◆ **Records provided**
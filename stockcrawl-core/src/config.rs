//! Crawl configuration: symbol list, quote date, and output location.
//!
//! The configuration is an immutable value handed to [`crate::crawl::crawl`].
//! Its defaults reproduce the fixed airline list and date, so a run with no
//! config file and no flags fetches exactly those six tables into the
//! current directory. A TOML file may override any subset of the keys:
//!
//! ```toml
//! symbols = ["AAL", "DAL"]
//! output_dir = "data"
//! timeout_secs = 0        # 0 = no timeout
//!
//! [date]
//! month = 0               # zero-based: 0 = January
//! day = 3
//! year = 2017
//! ```

use crate::endpoint::DEFAULT_BASE_URL;
use chrono::{Datelike, NaiveDate};
use serde::{Deserialize, Serialize};
use std::path::{Path, PathBuf};
use std::time::Duration;
use thiserror::Error;

/// Symbols fetched when nothing else is configured, in fetch order.
pub const DEFAULT_SYMBOLS: [&str; 6] = ["AAL", "DAL", "UAL", "LCC", "JBLU", "LUV"];

/// Request timeout applied when the config does not say otherwise.
pub const DEFAULT_TIMEOUT_SECS: u64 = 30;

#[derive(Debug, Error)]
pub enum ConfigError {
    #[error("read config file {}", .path.display())]
    Read {
        path: PathBuf,
        source: std::io::Error,
    },

    #[error("parse config TOML: {0}")]
    Parse(#[from] toml::de::Error),

    #[error("month {0} out of range (zero-based, expected 0..=11)")]
    InvalidMonth(u32),

    #[error("day {0} out of range (expected 1..=31)")]
    InvalidDay(u32),

    #[error("invalid symbol '{0}': must be non-empty and usable as a file name")]
    InvalidSymbol(String),
}

/// A single calendar date in the endpoint's convention.
///
/// `month` is zero-based (0 = January, 8 = September); `day` and `year` are
/// plain calendar values.
#[derive(Debug, Clone, Copy, PartialEq, Eq, Serialize, Deserialize)]
#[serde(default)]
pub struct QuoteDate {
    pub month: u32,
    pub day: u32,
    pub year: i32,
}

impl QuoteDate {
    pub fn new(month: u32, day: u32, year: i32) -> Self {
        Self { month, day, year }
    }

    /// Convert a calendar date (January = 1) to the zero-based form.
    pub fn from_calendar(date: NaiveDate) -> Self {
        Self {
            month: date.month0(),
            day: date.day(),
            year: date.year(),
        }
    }
}

impl Default for QuoteDate {
    /// 21 September 2016.
    fn default() -> Self {
        Self::new(8, 21, 2016)
    }
}

/// Everything one crawl needs.
#[derive(Debug, Clone, PartialEq, Serialize, Deserialize)]
#[serde(default)]
pub struct CrawlConfig {
    /// Ticker symbols, fetched in this order. Duplicates are kept.
    pub symbols: Vec<String>,

    /// Date sent with every request.
    pub date: QuoteDate,

    /// Directory that receives `<SYMBOL>.csv`.
    pub output_dir: PathBuf,

    /// Endpoint the query string is appended to.
    pub base_url: String,

    /// Whole-request timeout in seconds. `None` or `Some(0)` means unbounded.
    pub timeout_secs: Option<u64>,
}

impl Default for CrawlConfig {
    fn default() -> Self {
        Self {
            symbols: DEFAULT_SYMBOLS.iter().map(|s| s.to_string()).collect(),
            date: QuoteDate::default(),
            output_dir: PathBuf::from("."),
            base_url: DEFAULT_BASE_URL.to_string(),
            timeout_secs: Some(DEFAULT_TIMEOUT_SECS),
        }
    }
}

impl CrawlConfig {
    /// Load a config from a TOML file. Missing keys take their defaults.
    pub fn from_file(path: &Path) -> Result<Self, ConfigError> {
        let content = std::fs::read_to_string(path).map_err(|source| ConfigError::Read {
            path: path.to_path_buf(),
            source,
        })?;
        Self::from_toml(&content)
    }

    /// Parse a config from a TOML string. Missing keys take their defaults.
    pub fn from_toml(content: &str) -> Result<Self, ConfigError> {
        Ok(toml::from_str(content)?)
    }

    /// Check ranges and that every symbol maps to a plain file name.
    ///
    /// An empty symbol list is accepted; the crawl then writes nothing.
    pub fn validate(&self) -> Result<(), ConfigError> {
        if self.date.month > 11 {
            return Err(ConfigError::InvalidMonth(self.date.month));
        }
        if !(1..=31).contains(&self.date.day) {
            return Err(ConfigError::InvalidDay(self.date.day));
        }
        for symbol in &self.symbols {
            if !is_file_safe(symbol) {
                return Err(ConfigError::InvalidSymbol(symbol.clone()));
            }
        }
        Ok(())
    }

    /// Request timeout, or `None` for no limit.
    pub fn timeout(&self) -> Option<Duration> {
        match self.timeout_secs {
            None | Some(0) => None,
            Some(secs) => Some(Duration::from_secs(secs)),
        }
    }

    /// Output file for a symbol: `{output_dir}/{SYMBOL}.csv`.
    pub fn output_path(&self, symbol: &str) -> PathBuf {
        self.output_dir.join(format!("{symbol}.csv"))
    }
}

fn is_file_safe(symbol: &str) -> bool {
    !symbol.is_empty()
        && symbol != "."
        && symbol != ".."
        && !symbol.contains(['/', '\\', '\0'])
}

◆ **What you will do**
All lines of the records above that carry the word "PartialEq" should be listed.

◆ **Solution for this problem**
#[derive(Debug, Clone, Copy, PartialEq, Eq, Serialize, Deserialize)]
#[derive(Debug, Clone, PartialEq, Serialize, Deserialize)]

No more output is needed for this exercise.